My notes on 10 Cloverfield Lane:

1. If it were the end of the world and I would be evacuating to the nearest shelter, one of the very first things that I would pack as well would be clean (relatively newer) underwear. I wouldn’t want strangers (and future neighbors and/or friends) judging me for having bacon undies. Speaking of, I heard that there were really bacon-scented briefs and boxers for sale in some stores. Wouldn’t this pose a problem if you were caught sniffing yourself (or worse, other people’s privates) in public? (I mean it’s bacon! Who couldn’t resist?)

2. Loved the opening credits interspersed with the car crash scene. It immediately screamed horror movie (or rather HORROR MOVIE!!). Maybe that was one of the reasons why I was a tad dissatisfied with this sequel. I was expecting a grand payoff that just didn’t happen.

3. I had flashbacks of Saw when Michelle (Mary Elizabeth Winstead, rocking a white tank top and black non-bacon panties) realized that she was chained to the wall inside a cramped space. When it was further shown that she was (deliberately?) trapped in an underground bunker, I then remembered Room and started to experience claustrophobia yet again. I would never survive living below ground or I would stay true to the phrase “six feet under”. When she had to squeeze through the tiny air ducts, I had to reach for my inhaler because my lungs just stopped functioning.

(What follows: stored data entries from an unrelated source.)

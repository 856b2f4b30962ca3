//! Schema and read-only queries
//!
//! Uses parameterized queries exclusively (no SQL string concatenation).
//! Name comparisons are case-insensitive so `/char/sedawk-sargeras` finds `Sedawk`.

use rusqlite::{params, Connection, OptionalExtension};

/// Result type for database operations
pub type DbResult<T> = rusqlite::Result<T>;

/// Initialize the database schema
///
/// Safe to run more than once: every table is `CREATE TABLE IF NOT EXISTS`.
///
/// Foreign keys are declared but not enforced on this connection: an item
/// row is written before the enchant it references (see `upsert`).
pub fn init_schema(conn: &Connection) -> DbResult<()> {
    conn.pragma_update(None, "foreign_keys", false)?;
    conn.execute_batch(
        "
        CREATE TABLE IF NOT EXISTS Realm (
            reid INTEGER PRIMARY KEY AUTOINCREMENT,
            name VARCHAR(20) NOT NULL
        );

        CREATE TABLE IF NOT EXISTS Guild (
            gid INTEGER PRIMARY KEY AUTOINCREMENT,
            name VARCHAR(24) NULL,
            Realm_reid INT NOT NULL,
            CONSTRAINT fk_Guild_Realm1
                FOREIGN KEY (Realm_reid) REFERENCES Realm (reid)
        );

        -- Guild_gid is NULL for characters without a guild
        CREATE TABLE IF NOT EXISTS Character (
            cid INTEGER PRIMARY KEY AUTOINCREMENT,
            Guild_gid INT NULL,
            name VARCHAR(12) NOT NULL,
            Realm_reid INT NOT NULL,
            class VARCHAR(12) NOT NULL,
            mspec CHAR(10) NOT NULL,
            sspec CHAR(10) NULL,
            CONSTRAINT fk_Character_Guild
                FOREIGN KEY (Guild_gid) REFERENCES Guild (gid),
            CONSTRAINT fk_Character_Realm1
                FOREIGN KEY (Realm_reid) REFERENCES Realm (reid)
        );

        CREATE TABLE IF NOT EXISTS Enchant (
            eid INT NOT NULL,
            name VARCHAR(150) NOT NULL,
            PRIMARY KEY (eid)
        );

        -- id is the armory item id; iid is the row id other tables reference
        CREATE TABLE IF NOT EXISTS Item (
            iid INTEGER PRIMARY KEY AUTOINCREMENT,
            Enchant_eid INT,
            name VARCHAR(150) NOT NULL,
            ilvl INT NOT NULL,
            id INT NOT NULL,
            CONSTRAINT fk_Item_Enchant1
                FOREIGN KEY (Enchant_eid) REFERENCES Enchant (eid)
        );

        CREATE TABLE IF NOT EXISTS Raid (
            rid INTEGER PRIMARY KEY AUTOINCREMENT,
            name VARCHAR(45) NOT NULL,
            heroic CHAR(1) NOT NULL
        );

        CREATE TABLE IF NOT EXISTS Monster (
            mid INTEGER PRIMARY KEY AUTOINCREMENT,
            Raid_rid INT NOT NULL,
            name VARCHAR(150) NOT NULL,
            CONSTRAINT fk_Monster_Raid1
                FOREIGN KEY (Raid_rid) REFERENCES Raid (rid)
        );

        CREATE TABLE IF NOT EXISTS Gem (
            geid INT NOT NULL,
            Item_iid INT NOT NULL,
            name VARCHAR(150) NOT NULL,
            color VARCHAR(20) NOT NULL,
            quality VARCHAR(20) NOT NULL,
            PRIMARY KEY (geid, Item_iid),
            CONSTRAINT fk_Gem_Item1
                FOREIGN KEY (Item_iid) REFERENCES Item (iid)
        );

        CREATE TABLE IF NOT EXISTS Character_has_Item (
            Character_cid INT NOT NULL,
            Item_iid INT NOT NULL,
            PRIMARY KEY (Character_cid, Item_iid),
            CONSTRAINT fk_Character_has_Item_Character1
                FOREIGN KEY (Character_cid) REFERENCES Character (cid),
            CONSTRAINT fk_Character_has_Item_Item1
                FOREIGN KEY (Item_iid) REFERENCES Item (iid)
        );

        CREATE TABLE IF NOT EXISTS Monster_has_Item (
            Monster_mid INT NOT NULL,
            Item_iid INT NOT NULL,
            PRIMARY KEY (Monster_mid, Item_iid),
            CONSTRAINT fk_Monster_has_Item_Monster1
                FOREIGN KEY (Monster_mid) REFERENCES Monster (mid),
            CONSTRAINT fk_Monster_has_Item_Item1
                FOREIGN KEY (Item_iid) REFERENCES Item (iid)
        );
        ",
    )?;

    log::info!("Database schema initialized");
    Ok(())
}

// ── Page Query Functions ──────────────────────────────────────────────────

/// A stored character and its realm (index page entry)
#[derive(Debug, Clone, PartialEq, Eq)]
pub struct CharacterListing {
    pub name: String,
    pub realm: String,
}

/// Header data for the character page
#[derive(Debug, Clone)]
pub struct CharacterSheet {
    pub name: String,
    pub realm: String,
    pub class: String,
    pub mspec: String,
    pub sspec: Option<String>,
    pub guild: Option<String>,
}

/// One equipped item with its enchant, gems and drop sources
#[derive(Debug, Clone)]
pub struct ItemRow {
    pub iid: i64,
    /// Armory item id (used for Wowhead links)
    pub id: i64,
    pub name: String,
    pub ilvl: u32,
    pub enchant_eid: Option<i64>,
    pub enchant: Option<String>,
    pub gems: Vec<GemRow>,
    pub sources: Vec<DropSource>,
}

#[derive(Debug, Clone)]
pub struct GemRow {
    pub geid: i64,
    pub name: String,
    pub color: String,
    pub quality: String,
}

#[derive(Debug, Clone)]
pub struct DropSource {
    pub monster: String,
    pub raid: String,
    pub heroic: bool,
}

/// Every (character, realm) pair in the database, ordered by realm then name
pub fn character_list(conn: &Connection) -> DbResult<Vec<CharacterListing>> {
    let mut stmt = conn.prepare(
        "SELECT c.name, r.name
         FROM Character c
         JOIN Realm r ON r.reid = c.Realm_reid
         ORDER BY r.name, c.name",
    )?;

    let results: DbResult<Vec<CharacterListing>> = stmt
        .query_map([], |row| {
            Ok(CharacterListing {
                name: row.get(0)?,
                realm: row.get(1)?,
            })
        })?
        .collect();
    results
}

/// Class, spec and guild of one character
pub fn character_sheet(
    conn: &Connection,
    name: &str,
    realm: &str,
) -> DbResult<Option<CharacterSheet>> {
    conn.query_row(
        "SELECT c.name, r.name, c.class, c.mspec, c.sspec, g.name
         FROM Character c
         JOIN Realm r ON r.reid = c.Realm_reid
         LEFT JOIN Guild g ON g.gid = c.Guild_gid
         WHERE c.name = ?1 COLLATE NOCASE AND r.name = ?2 COLLATE NOCASE",
        params![name, realm],
        |row| {
            Ok(CharacterSheet {
                name: row.get(0)?,
                realm: row.get(1)?,
                class: row.get(2)?,
                mspec: row.get(3)?,
                sspec: row.get(4)?,
                guild: row.get(5)?,
            })
        },
    )
    .optional()
}

/// All items a character wears, in insertion order
pub fn item_list(conn: &Connection, name: &str, realm: &str) -> DbResult<Vec<ItemRow>> {
    let mut stmt = conn.prepare(
        "SELECT i.iid, i.id, i.name, i.ilvl, i.Enchant_eid, e.name
         FROM Item i
         JOIN Character_has_Item ci ON ci.Item_iid = i.iid
         JOIN Character c ON c.cid = ci.Character_cid
         JOIN Realm r ON r.reid = c.Realm_reid
         LEFT JOIN Enchant e ON e.eid = i.Enchant_eid
         WHERE c.name = ?1 COLLATE NOCASE AND r.name = ?2 COLLATE NOCASE
         ORDER BY i.iid",
    )?;

    let items: DbResult<Vec<ItemRow>> = stmt
        .query_map(params![name, realm], |row| {
            Ok(ItemRow {
                iid: row.get(0)?,
                id: row.get(1)?,
                name: row.get(2)?,
                ilvl: row.get(3)?,
                enchant_eid: row.get(4)?,
                enchant: row.get(5)?,
                gems: Vec::new(),
                sources: Vec::new(),
            })
        })?
        .collect();

    let mut items = items?;
    for item in &mut items {
        item.gems = gems_for_item(conn, item.iid)?;
        item.sources = sources_for_item(conn, item.iid)?;
    }
    Ok(items)
}

fn gems_for_item(conn: &Connection, iid: i64) -> DbResult<Vec<GemRow>> {
    let mut stmt = conn.prepare_cached(
        "SELECT geid, name, color, quality FROM Gem WHERE Item_iid = ?1 ORDER BY rowid",
    )?;
    let results: DbResult<Vec<GemRow>> = stmt
        .query_map(params![iid], |row| {
            Ok(GemRow {
                geid: row.get(0)?,
                name: row.get(1)?,
                color: row.get(2)?,
                quality: row.get(3)?,
            })
        })?
        .collect();
    results
}

fn sources_for_item(conn: &Connection, iid: i64) -> DbResult<Vec<DropSource>> {
    let mut stmt = conn.prepare_cached(
        "SELECT m.name, r.name, r.heroic
         FROM Monster_has_Item mi
         JOIN Monster m ON m.mid = mi.Monster_mid
         JOIN Raid r ON r.rid = m.Raid_rid
         WHERE mi.Item_iid = ?1
         ORDER BY r.name, m.name",
    )?;
    let results: DbResult<Vec<DropSource>> = stmt
        .query_map(params![iid], |row| {
            let heroic: String = row.get(2)?;
            Ok(DropSource {
                monster: row.get(0)?,
                raid: row.get(1)?,
                heroic: heroic == "h",
            })
        })?
        .collect();
    results
}

/// Names of the characters in a guild on a realm, alphabetically
pub fn guild_listing(conn: &Connection, guild: &str, realm: &str) -> DbResult<Vec<String>> {
    let mut stmt = conn.prepare(
        "SELECT c.name
         FROM Character c
         JOIN Realm r ON r.reid = c.Realm_reid
         JOIN Guild g ON g.gid = c.Guild_gid
         WHERE g.name = ?1 COLLATE NOCASE AND r.name = ?2 COLLATE NOCASE
         ORDER BY c.name",
    )?;

    let results: DbResult<Vec<String>> = stmt
        .query_map(params![guild, realm], |row| row.get(0))?
        .collect();
    results
}

/// Row count of a schema table (diagnostics and tests)
pub fn table_count(conn: &Connection, table: Table) -> DbResult<i64> {
    conn.query_row(
        &format!("SELECT COUNT(*) FROM {}", table.name()),
        [],
        |row| row.get(0),
    )
}

/// The tables created by [`init_schema`]
#[derive(Debug, Clone, Copy, PartialEq, Eq)]
pub enum Table {
    Realm,
    Guild,
    Character,
    Enchant,
    Item,
    Raid,
    Monster,
    Gem,
    CharacterHasItem,
    MonsterHasItem,
}

impl Table {
    pub const ALL: [Table; 10] = [
        Table::Realm,
        Table::Guild,
        Table::Character,
        Table::Enchant,
        Table::Item,
        Table::Raid,
        Table::Monster,
        Table::Gem,
        Table::CharacterHasItem,
        Table::MonsterHasItem,
    ];

    pub fn name(self) -> &'static str {
        match self {
            Table::Realm => "Realm",
            Table::Guild => "Guild",
            Table::Character => "Character",
            Table::Enchant => "Enchant",
            Table::Item => "Item",
            Table::Raid => "Raid",
            Table::Monster => "Monster",
            Table::Gem => "Gem",
            Table::CharacterHasItem => "Character_has_Item",
            Table::MonsterHasItem => "Monster_has_Item",
        }
    }
}
impl BinOp {
    fn from_char(op: char) -> Option<Self> {
        match op {
            '+' => Some(BinOp::Add),
            '-' => Some(BinOp::Sub),
            '*' => Some(BinOp::Mul),
            '/' => Some(BinOp::Div),
            '<' => Some(BinOp::Less),
            _ => None,
        }
    }

    fn apply(self, lhs: f64, rhs: f64) -> f64 {
        match self {
            BinOp::Add => lhs + rhs,
            BinOp::Sub => lhs - rhs,
            BinOp::Mul => lhs * rhs,
            BinOp::Div => lhs / rhs,
            BinOp::Less => {
                if lhs < rhs {
                    1.0
                } else {
                    0.0
                }
            }
        }
    }
}

/// A function body after name resolution: variables become argument slots.
#[derive(Debug, PartialEq, Clone)]
pub enum Code {
    Const(f64),
    Param(usize),
    Binary(BinOp, Box<Code>, Box<Code>),
    Call(String, Vec<Code>),
}

#[derive(Debug, Clone)]
pub struct FunctionHandle {
    pub name: String,
    pub arity: usize,
    body: Option<Rc<Code>>,
}

struct Symbol {
    prototype: Prototype,
    body: Option<Rc<Code>>,
}

/// Lowers functions to [`Code`] and evaluates them directly.
pub struct Interpreter<W = io::Stdout> {
    symbols: HashMap<String, Symbol>,
    named_values: HashMap<String, usize>,
    output: W,
    max_depth: usize,
}

impl Interpreter<io::Stdout> {
    pub fn new() -> Self {
        Self::with_output(io::stdout())
    }
}

impl Default for Interpreter<io::Stdout> {
    fn default() -> Self {
        Self::new()
    }
}
use std::fmt;

#[derive(Debug, PartialEq, Clone)]
pub struct Prototype {
    pub name: String,
    pub params: Vec<String>,
}

impl Prototype {
    pub fn new(name: impl Into<String>, params: Vec<String>) -> Self {
        Self {
            name: name.into(),
            params,
        }
    }

    /// The zero-parameter, empty-named prototype wrapping a top-level expression.
    pub fn anonymous() -> Self {
        Self::new("", Vec::new())
    }

    pub fn is_anonymous(&self) -> bool {
        self.name.is_empty()
    }
}

#[derive(Debug, PartialEq, Clone)]
pub enum Expression {
    Number(f64),
    Variable(String),
    Binary(char, Box<Expression>, Box<Expression>),
    Call(String, Vec<Expression>),
}

impl Expression {
    pub fn binary(op: char, lhs: Expression, rhs: Expression) -> Self {
        Expression::Binary(op, Box::new(lhs), Box::new(rhs))
    }
}

#[derive(Debug, PartialEq, Clone)]
pub struct Function {
    pub prototype: Prototype,
    pub body: Expression,
}

/// One top-level form, as handed to a backend.
#[derive(Debug, PartialEq, Clone)]
pub enum ASTNode {
    Extern(Prototype),
    Function(Function),
}

impl fmt::Display for Expression {
    fn fmt(&self, f: &mut fmt::Formatter<'_>) -> fmt::Result {
        match self {
            Expression::Number(value) => write!(f, "{}", value),
            Expression::Variable(name) => write!(f, "{}", name),
            Expression::Binary(op, lhs, rhs) => write!(f, "({} {} {})", lhs, op, rhs),
            Expression::Call(callee, args) => {
                write!(f, "{}(", callee)?;
                for (i, arg) in args.iter().enumerate() {
                    if i > 0 {
                        write!(f, ", ")?;
                    }
                    write!(f, "{}", arg)?;
                }
                write!(f, ")")
            }
        }
    }
}

impl fmt::Display for Prototype {
    fn fmt(&self, f: &mut fmt::Formatter<'_>) -> fmt::Result {
        write!(f, "{}({})", self.name, self.params.join(" "))
    }
}

impl fmt::Display for ASTNode {
    fn fmt(&self, f: &mut fmt::Formatter<'_>) -> fmt::Result {
        match self {
            ASTNode::Extern(proto) => write!(f, "extern {}", proto),
            ASTNode::Function(func) if func.prototype.is_anonymous() => write!(f, "{}", func.body),
            ASTNode::Function(func) => write!(f, "def {} {}", func.prototype, func.body),
        }
    }
}
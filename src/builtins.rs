//! Host functions that bodiless `extern` declarations resolve to by name.

use std::collections::HashMap;
use std::io::{self, Write};

use lazy_static::lazy_static;

pub type HostFn = fn(&[f64], &mut dyn Write) -> io::Result<f64>;

#[derive(Clone, Copy)]
pub struct Builtin {
    pub arity: usize,
    pub call: HostFn,
}

macro_rules! unary {
    ($f:ident) => {
        Builtin {
            arity: 1,
            call: |args, _| Ok(args[0].$f()),
        }
    };
}

macro_rules! binary {
    ($f:expr) => {
        Builtin {
            arity: 2,
            call: |args, _| Ok($f(args[0], args[1])),
        }
    };
}

fn putchard(args: &[f64], out: &mut dyn Write) -> io::Result<f64> {
    let c = std::char::from_u32(args[0] as u32).unwrap_or(std::char::REPLACEMENT_CHARACTER);
    write!(out, "{}", c)?;
    out.flush()?;
    Ok(0.0)
}

fn printd(args: &[f64], out: &mut dyn Write) -> io::Result<f64> {
    writeln!(out, "{}", args[0])?;
    Ok(0.0)
}

lazy_static! {
    static ref BUILTINS: HashMap<&'static str, Builtin> = {
        let mut m = HashMap::new();
        m.insert("sin", unary!(sin));
        m.insert("cos", unary!(cos));
        m.insert("tan", unary!(tan));
        m.insert("atan", unary!(atan));
        m.insert("sqrt", unary!(sqrt));
        m.insert("exp", unary!(exp));
        m.insert("log", unary!(ln));
        m.insert("fabs", unary!(abs));
        m.insert("floor", unary!(floor));
        m.insert("ceil", unary!(ceil));
        m.insert("pow", binary!(f64::powf));
        m.insert("fmod", binary!(|a: f64, b: f64| a % b));
        m.insert("putchard", Builtin { arity: 1, call: putchard });
        m.insert("printd", Builtin { arity: 1, call: printd });
        m
    };
}

/// The host function called `name` taking `arity` arguments, if there is one.
pub fn lookup(name: &str, arity: usize) -> Option<Builtin> {
    BUILTINS.get(name).copied().filter(|b| b.arity == arity)
}
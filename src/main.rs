use std::io::{self, Write};

use anyhow::{anyhow, Context};
use clap::{App, Arg, ArgMatches};
use kaleido::ast::{ASTNode, Function, Prototype};
use kaleido::source::ReadChars;
use kaleido::{Driver, Interpreter, OperatorTable, Outcome};

struct Options {
    prompt: bool,
    dump_ast: bool,
}

fn operator_table(matches: &ArgMatches) -> anyhow::Result<OperatorTable> {
    let mut operators = OperatorTable::default();
    for def in matches.values_of("operator").into_iter().flatten() {
        let (symbol, precedence) = def
            .split_once('=')
            .ok_or_else(|| anyhow!("operator {:?} is not of the form SYM=PREC", def))?;
        let mut chars = symbol.chars();
        let op = match (chars.next(), chars.next()) {
            (Some(op), None) => op,
            _ => return Err(anyhow!("operator {:?} must be a single character", symbol)),
        };
        let precedence = precedence
            .parse()
            .with_context(|| format!("invalid precedence for operator {:?}", symbol))?;
        operators.insert(op, precedence)?;
    }
    Ok(operators)
}

fn prompt(options: &Options) {
    if options.prompt {
        eprint!("ready> ");
        // the prompt is cosmetic, evaluation goes on without it
        let _ = io::stderr().flush();
    }
}

fn report(outcome: Outcome, options: &Options) {
    if options.dump_ast {
        let node = match &outcome {
            Outcome::Declared(proto) => Some(ASTNode::Extern(proto.clone())),
            Outcome::Defined(func) => Some(ASTNode::Function(func.clone())),
            Outcome::Evaluated { expr, .. } => Some(ASTNode::Function(Function {
                prototype: Prototype::anonymous(),
                body: expr.clone(),
            })),
            _ => None,
        };
        if let Some(node) = node {
            eprintln!("{:#?}", node);
        }
    }

    match outcome {
        Outcome::Separator => {}
        Outcome::Declared(proto) => eprintln!("Read extern: {}", proto),
        Outcome::Defined(func) => {
            eprintln!("Read function definition: {}", ASTNode::Function(func))
        }
        Outcome::Evaluated { value, .. } => eprintln!("Evaluated to {:.6}", value),
        Outcome::Failed(e) => eprintln!("Error: {}", e),
    }
}

fn run<I: Iterator<Item = char>>(input: I, operators: OperatorTable, options: &Options) {
    let mut driver = Driver::new(input, operators, Interpreter::new());
    prompt(options);
    driver.run(|outcome| {
        report(outcome, options);
        prompt(options);
    });
}

fn main() -> anyhow::Result<()> {
    env_logger::init();

    let matches = App::new("kaleido")
        .version(env!("CARGO_PKG_VERSION"))
        .about(env!("CARGO_PKG_DESCRIPTION"))
        .arg(
            Arg::with_name("no-prompt")
                .long("no-prompt")
                .help("Don't print the ready> prompt"),
        )
        .arg(
            Arg::with_name("dump-ast")
                .long("dump-ast")
                .help("Print the AST of every top-level form"),
        )
        .arg(
            Arg::with_name("operator")
                .long("operator")
                .short("o")
                .value_name("SYM=PREC")
                .multiple(true)
                .number_of_values(1)
                .help("Add or override a binary operator precedence"),
        )
        .arg(
            Arg::with_name("SOURCE")
                .multiple(true)
                .help("Source text to run instead of reading stdin"),
        )
        .get_matches();

    let operators = operator_table(&matches)?;

    match matches.values_of("SOURCE") {
        Some(source) => {
            let source = source.collect::<Vec<_>>().join(" ");
            let options = Options {
                prompt: false,
                dump_ast: matches.is_present("dump-ast"),
            };
            run(source.chars(), operators, &options);
        }
        None => {
            let options = Options {
                prompt: !matches.is_present("no-prompt"),
                dump_ast: matches.is_present("dump-ast"),
            };
            let stdin = io::stdin();
            let mut chars = ReadChars::new(stdin.lock());
            run(&mut chars, operators, &options);
            if options.prompt {
                eprintln!();
            }
            if let Some(e) = chars.take_error() {
                return Err(e).context("failed to read input");
            }
        }
    }

    Ok(())
}
use crate::ast::{Expression, Function, Prototype};
use crate::backend::{Backend, BackendError};
use crate::lexer::Token;
use crate::operators::OperatorTable;
use crate::parser::{Parser, ParserError};

#[derive(Debug, PartialEq, Clone, thiserror::Error)]
pub enum DriverError {
    #[error(transparent)]
    Parser(#[from] ParserError),
    #[error(transparent)]
    Backend(#[from] BackendError),
}

/// The result of handling one top-level form.
#[derive(Debug, PartialEq, Clone)]
pub enum Outcome {
    /// A `;` separator was consumed.
    Separator,
    Declared(Prototype),
    Defined(Function),
    Evaluated { expr: Expression, value: f64 },
    /// The form was dropped and one token skipped.
    Failed(DriverError),
}

enum Form {
    Eof,
    Separator,
    Definition,
    Extern,
    Expression,
}

impl Form {
    fn of(token: &Token) -> Self {
        match token {
            Token::Eof => Form::Eof,
            Token::Char(';') => Form::Separator,
            Token::Def => Form::Definition,
            Token::Extern => Form::Extern,
            _ => Form::Expression,
        }
    }
}

/// Feeds top-level forms from the parser to a backend one at a time.
///
/// Any failure, parse or backend, is confined to the form that caused it: the
/// partial AST is dropped, exactly one token is skipped and the loop carries on.
pub struct Driver<I, B> {
    parser: Parser<I>,
    backend: B,
}

impl<I: Iterator<Item = char>, B: Backend> Driver<I, B> {
    pub fn new(input: I, operators: OperatorTable, backend: B) -> Self {
        Self {
            parser: Parser::new(input, operators),
            backend,
        }
    }

    pub fn backend(&self) -> &B {
        &self.backend
    }

    pub fn into_backend(self) -> B {
        self.backend
    }

    fn handle_definition(&mut self) -> Result<Outcome, DriverError> {
        let func = self.parser.parse_definition()?;
        log::debug!("lowering def {} {}", func.prototype, func.body);
        self.backend.lower_function(&func)?;
        Ok(Outcome::Defined(func))
    }

    fn handle_extern(&mut self) -> Result<Outcome, DriverError> {
        let proto = self.parser.parse_extern()?;
        log::debug!("lowering extern {}", proto);
        self.backend.lower_prototype(&proto)?;
        Ok(Outcome::Declared(proto))
    }

    fn handle_top_level_expression(&mut self) -> Result<Outcome, DriverError> {
        let func = self.parser.parse_top_level_expr()?;
        log::debug!("evaluating {}", func.body);
        let handle = self.backend.lower_function(&func)?;
        let value = self.backend.execute(&handle)?;
        Ok(Outcome::Evaluated {
            expr: func.body,
            value,
        })
    }

    /// Handle the next top-level form; `None` once the input is exhausted.
    pub fn handle_next(&mut self) -> Option<Outcome> {
        let result = match Form::of(self.parser.current()) {
            Form::Eof => return None,
            Form::Separator => {
                self.parser.advance();
                return Some(Outcome::Separator);
            }
            Form::Definition => self.handle_definition(),
            Form::Extern => self.handle_extern(),
            Form::Expression => self.handle_top_level_expression(),
        };

        Some(result.unwrap_or_else(|e| {
            log::warn!("skipping token {} after error: {}", self.parser.current(), e);
            self.parser.advance();
            Outcome::Failed(e)
        }))
    }

    /// Run to end of input, passing every outcome to `sink`.
    pub fn run<F: FnMut(Outcome)>(&mut self, mut sink: F) {
        while let Some(outcome) = self.handle_next() {
            sink(outcome);
        }
    }
}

4. The first two-thirds of the movie was a great psychological thriller that played on a group’s growing paranoia. Howard (played by the excellent John Goodman) was such a shady person and acted like a psycho beneath that teddy bear figure. All of the bunker scenes were really well-staged that when one of the characters was able to escape and the movie started linking itself to the original Cloverfield, I felt cheated and wanted a refund. Such a wasted opportunity. (FYI, if you saw the trailer and one of the posters, you actually had seen the entire movie.)

5. Could anyone help identify that local commercial where they used Frankie Avalon’s Venus as the theme song? I swear it was a soap or beauty product commercial and I have lost a lot of sleep trying to think about it. Anyway, I really loved the soundtrack that included I Think We’re Alone Now and Tell Him (no, not the Barbra and Celine showdown, but Ally McBeal’s go-to song).

6. When they showed the pair of rotting pigs that died after getting exposed to the air outside, I had a terrible feeling that the twist might be similar to The Happening. Now that would really be horrific.

7. While watching Michelle stitch the wound on Howard’s forehead, I was reminded of our Home Economics high school teacher that would give a double and triple zero score if you couldn’t identify the difference between a running stitch and a backstitch. I still didn’t know what those extra zeroes meant to one’s grades, though.

8. Does perchloric acid work the same as hydrofluoric acid (frequently used by Walter White and Jesse Pinkman in Breaking Bad) in terms of body disposal? I’m asking for a friend.

9. I was so upset that Cannibal Airlines wasn’t real. It sounded like a really fun horror flick. Probably wouldn’t have been as disappointing, too.